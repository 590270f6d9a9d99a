//! Error types for Bileto
//!
//! Every fallible operation in the crate returns [`Result`], whose error type
//! is [`BiletoError`]. Library errors from the storage, serialization and
//! templating layers are wrapped transparently so that `?` works across
//! module boundaries.

use thiserror::Error;

/// Convenient result alias used throughout the crate
pub type Result<T> = std::result::Result<T, BiletoError>;

/// Main error type for Bileto operations
#[derive(Error, Debug)]
pub enum BiletoError {
    #[error("I/O error: {0}")]
    Io(#[from] std::io::Error),

    #[error("YAML error: {0}")]
    Yaml(#[from] serde_yaml::Error),

    #[error("JSON error: {0}")]
    Json(#[from] serde_json::Error),

    #[error("CSV error: {0}")]
    Csv(#[from] csv::Error),

    #[error("Configuration error: {0}")]
    Config(#[from] config::ConfigError),

    #[error("Template error: {0}")]
    Template(#[from] tera::Error),

    #[error("Prompt error: {0}")]
    Dialog(#[from] dialoguer::Error),

    #[error("Project not initialized. Run 'bileto init' first")]
    ProjectNotInitialized,

    #[error("Project already initialized at {path}")]
    ProjectAlreadyInitialized { path: String },

    #[error("Ticket not found: {id}")]
    TicketNotFound { id: String },

    #[error("{kind} not found: {id}")]
    NotFound { kind: &'static str, id: String },

    #[error("{kind} already exists: {name}")]
    AlreadyExists { kind: &'static str, name: String },

    #[error("No session user. Pass --as <email> or set session.user in the configuration")]
    NoSession,

    #[error("Permission denied: {permission} is required")]
    PermissionDenied { permission: String },

    #[error("Invalid input: {0}")]
    InvalidInput(String),

    #[error("Validation failed: {0}")]
    Validation(String),

    #[error("Invalid search query at position {position}: {message}")]
    Query { position: usize, message: String },

    #[error("Parse error: {0}")]
    ParseError(String),

    #[error("{0}")]
    Custom(String),
}

impl BiletoError {
    /// Build a free-form error
    pub fn custom(message: impl Into<String>) -> Self {
        Self::Custom(message.into())
    }

    /// Build a "not found" error for an entity kind
    pub fn not_found(kind: &'static str, id: impl ToString) -> Self {
        Self::NotFound {
            kind,
            id: id.to_string(),
        }
    }

    /// Build a permission error
    pub fn denied(permission: impl Into<String>) -> Self {
        Self::PermissionDenied {
            permission: permission.into(),
        }
    }

    /// Build a query syntax error
    pub fn query(position: usize, message: impl Into<String>) -> Self {
        Self::Query {
            position,
            message: message.into(),
        }
    }

    /// Whether the error means the requested record does not exist
    pub const fn is_not_found(&self) -> bool {
        matches!(self, Self::NotFound { .. } | Self::TicketNotFound { .. })
    }

    /// A hint displayed under the error message, when one helps
    pub const fn suggestion(&self) -> Option<&'static str> {
        match self {
            Self::ProjectNotInitialized => Some("Run 'bileto init --admin-email <email>' to create a project"),
            Self::NoSession => Some("Example: bileto --as alix@example.com ticket list"),
            Self::PermissionDenied { .. } => {
                Some("Ask an administrator to grant you a role with this permission")
            },
            Self::Query { .. } => Some(
                "Queries look like: status:open assignee:@me \"printer\" OR (org:Acme -label:spam)",
            ),
            _ => None,
        }
    }
}

#[cfg(test)]
mod tests {
    use super::*;

    #[test]
    fn test_not_found_display() {
        let err = BiletoError::not_found("Organization", "Acme");
        assert_eq!(err.to_string(), "Organization not found: Acme");
        assert!(err.is_not_found());
    }

    #[test]
    fn test_query_error_display() {
        let err = BiletoError::query(7, "unknown qualifier 'foo'");
        assert_eq!(
            err.to_string(),
            "Invalid search query at position 7: unknown qualifier 'foo'"
        );
        assert!(err.suggestion().is_some());
    }

    #[test]
    fn test_io_conversion() {
        let io = std::io::Error::new(std::io::ErrorKind::NotFound, "gone");
        let err: BiletoError = io.into();
        assert!(matches!(err, BiletoError::Io(_)));
        assert!(!err.is_not_found());
    }
}
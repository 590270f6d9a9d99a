//! Input validation helpers shared by the domain constructors and the CLI

use crate::error::{BiletoError, Result};
use once_cell::sync::Lazy;
use regex::Regex;

/// Maximum length of names and titles
pub const MAX_NAME_LENGTH: usize = 255;

static EMAIL_RE: Lazy<Regex> = Lazy::new(|| {
    Regex::new(r"^[A-Za-z0-9._%+\-']+@[A-Za-z0-9\-]+(\.[A-Za-z0-9\-]+)+$")
        .expect("e-mail pattern is valid")
});

static DOMAIN_RE: Lazy<Regex> = Lazy::new(|| {
    Regex::new(r"^([a-z0-9]([a-z0-9\-]*[a-z0-9])?\.)+[a-z]{2,}$")
        .expect("domain pattern is valid")
});

/// Validate a name or title: non blank, at most [`MAX_NAME_LENGTH`] characters
pub fn validate_name(field: &str, value: &str) -> Result<()> {
    if value.trim().is_empty() {
        return Err(BiletoError::Validation(format!("{field} cannot be empty")));
    }
    if value.chars().count() > MAX_NAME_LENGTH {
        return Err(BiletoError::Validation(format!(
            "{field} cannot exceed {MAX_NAME_LENGTH} characters"
        )));
    }
    Ok(())
}

/// Normalize and validate an e-mail address
pub fn normalize_email(email: &str) -> Result<String> {
    let email = email.trim().to_lowercase();
    if !EMAIL_RE.is_match(&email) {
        return Err(BiletoError::Validation(format!(
            "'{email}' is not a valid e-mail address"
        )));
    }
    Ok(email)
}

/// Normalize and validate an e-mail domain
pub fn normalize_domain(domain: &str) -> Result<String> {
    let domain = domain.trim().trim_start_matches('@').to_lowercase();
    if !DOMAIN_RE.is_match(&domain) {
        return Err(BiletoError::Validation(format!(
            "'{domain}' is not a valid domain"
        )));
    }
    Ok(domain)
}

/// Domain part of an e-mail address
pub fn email_domain(email: &str) -> Option<&str> {
    email.rsplit_once('@').map(|(_, domain)| domain)
}

/// Split a comma-separated list, dropping blank entries
pub fn parse_list(value: Option<&str>) -> Vec<String> {
    value
        .map(|s| {
            s.split(',')
                .map(|item| item.trim().to_string())
                .filter(|item| !item.is_empty())
                .collect()
        })
        .unwrap_or_default()
}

....................

▶ [TASK STATEMENT] This exercise calls for an exact reproduction of the material.

▶ [ANSWER TO THIS PROBLEM]
repository 590270f6d9a9d99a
//! Error types for Bileto
//!
//! Every fallible operation in the crate returns [`Result`], whose error type
//! is [`BiletoError`]. Library errors from the storage, serialization and
//! templating layers are wrapped transparently so that `?` works across
//! module boundaries.

use thiserror::Error;

/// Convenient result alias used throughout the crate
pub type Result<T> = std::result::Result<T, BiletoError>;

/// Main error type for Bileto operations
#[derive(Error, Debug)]
pub enum BiletoError {
    #[error("I/O error: {0}")]
    Io(#[from] std::io::Error),

    #[error("YAML error: {0}")]
    Yaml(#[from] serde_yaml::Error),

    #[error("JSON error: {0}")]
    Json(#[from] serde_json::Error),

    #[error("CSV error: {0}")]
    Csv(#[from] csv::Error),

    #[error("Configuration error: {0}")]
    Config(#[from] config::ConfigError),

    #[error("Template error: {0}")]
    Template(#[from] tera::Error),

    #[error("Prompt error: {0}")]
    Dialog(#[from] dialoguer::Error),

    #[error("Project not initialized. Run 'bileto init' first")]
    ProjectNotInitialized,

    #[error("Project already initialized at {path}")]
    ProjectAlreadyInitialized { path: String },

    #[error("Ticket not found: {id}")]
    TicketNotFound { id: String },

    #[error("{kind} not found: {id}")]
    NotFound { kind: &'static str, id: String },

    #[error("{kind} already exists: {name}")]
    AlreadyExists { kind: &'static str, name: String },

    #[error("No session user. Pass --as <email> or set session.user in the configuration")]
    NoSession,

    #[error("Permission denied: {permission} is required")]
    PermissionDenied { permission: String },

    #[error("Invalid input: {0}")]
    InvalidInput(String),

    #[error("Validation failed: {0}")]
    Validation(String),

    #[error("Invalid search query at position {position}: {message}")]
    Query { position: usize, message: String },

    #[error("Parse error: {0}")]
    ParseError(String),

    #[error("{0}")]
    Custom(String),
}

impl BiletoError {
    /// Build a free-form error
    pub fn custom(message: impl Into<String>) -> Self {
        Self::Custom(message.into())
    }

    /// Build a "not found" error for an entity kind
    pub fn not_found(kind: &'static str, id: impl ToString) -> Self {
        Self::NotFound {
            kind,
            id: id.to_string(),
        }
    }

    /// Build a permission error
    pub fn denied(permission: impl Into<String>) -> Self {
        Self::PermissionDenied {
            permission: permission.into(),
        }
    }

    /// Build a query syntax error
    pub fn query(position: usize, message: impl Into<String>) -> Self {
        Self::Query {
            position,
            message: message.into(),
        }
    }

    /// Whether the error means the requested record does not exist
    pub const fn is_not_found(&self) -> bool {
        matches!(self, Self::NotFound { .. } | Self::TicketNotFound { .. })
    }

    /// A hint displayed under the error message, when one helps
    pub const fn suggestion(&self) -> Option<&'static str> {
        match self {
            Self::ProjectNotInitialized => Some("Run 'bileto init --admin-email <email>' to create a project"),
            Self::NoSession => Some("Example: bileto --as alix@example.com ticket list"),
            Self::PermissionDenied { .. } => {
                Some("Ask an administrator to grant you a role with this permission")
            },
            Self::Query { .. } => Some(
                "Queries look like: status:open assignee:@me \"printer\" OR (org:Acme -label:spam)",
            ),
            _ => None,
        }
    }
}

#[cfg(test)]
mod tests {
    use super::*;

    #[test]
    fn test_not_found_display() {
        let err = BiletoError::not_found("Organization", "Acme");
        assert_eq!(err.to_string(), "Organization not found: Acme");
        assert!(err.is_not_found());
    }

    #[test]
    fn test_query_error_display() {
        let err = BiletoError::query(7, "unknown qualifier 'foo'");
        assert_eq!(
            err.to_string(),
            "Invalid search query at position 7: unknown qualifier 'foo'"
        );
        assert!(err.suggestion().is_some());
    }

    #[test]
    fn test_io_conversion() {
        let io = std::io::Error::new(std::io::ErrorKind::NotFound, "gone");
        let err: BiletoError = io.into();
        assert!(matches!(err, BiletoError::Io(_)));
        assert!(!err.is_not_found());
    }
}
repository 590270f6d9a9d99a
//! Input validation helpers shared by the domain constructors and the CLI

use crate::error::{BiletoError, Result};
use once_cell::sync::Lazy;
use regex::Regex;

/// Maximum length of names and titles
pub const MAX_NAME_LENGTH: usize = 255;

static EMAIL_RE: Lazy<Regex> = Lazy::new(|| {
    Regex::new(r"^[A-Za-z0-9._%+\-']+@[A-Za-z0-9\-]+(\.[A-Za-z0-9\-]+)+$")
        .expect("e-mail pattern is valid")
});

static DOMAIN_RE: Lazy<Regex> = Lazy::new(|| {
    Regex::new(r"^([a-z0-9]([a-z0-9\-]*[a-z0-9])?\.)+[a-z]{2,}$")
        .expect("domain pattern is valid")
});

/// Validate a name or title: non blank, at most [`MAX_NAME_LENGTH`] characters
pub fn validate_name(field: &str, value: &str) -> Result<()> {
    if value.trim().is_empty() {
        return Err(BiletoError::Validation(format!("{field} cannot be empty")));
    }
    if value.chars().count() > MAX_NAME_LENGTH {
        return Err(BiletoError::Validation(format!(
            "{field} cannot exceed {MAX_NAME_LENGTH} characters"
        )));
    }
    Ok(())
}

/// Normalize and validate an e-mail address
pub fn normalize_email(email: &str) -> Result<String> {
    let email = email.trim().to_lowercase();
    if !EMAIL_RE.is_match(&email) {
        return Err(BiletoError::Validation(format!(
            "'{email}' is not a valid e-mail address"
        )));
    }
    Ok(email)
}

/// Normalize and validate an e-mail domain
pub fn normalize_domain(domain: &str) -> Result<String> {
    let domain = domain.trim().trim_start_matches('@').to_lowercase();
    if !DOMAIN_RE.is_match(&domain) {
        return Err(BiletoError::Validation(format!(
            "'{domain}' is not a valid domain"
        )));
    }
    Ok(domain)
}

/// Domain part of an e-mail address
pub fn email_domain(email: &str) -> Option<&str> {
    email.rsplit_once('@').map(|(_, domain)| domain)
}

/// Split a comma-separated list, dropping blank entries
pub fn parse_list(value: Option<&str>) -> Vec<String> {
    value
        .map(|s| {
            s.split(',')
                .map(|item| item.trim().to_string())
                .filter(|item| !item.is_empty())
                .collect()
        })
        .unwrap_or_default()
}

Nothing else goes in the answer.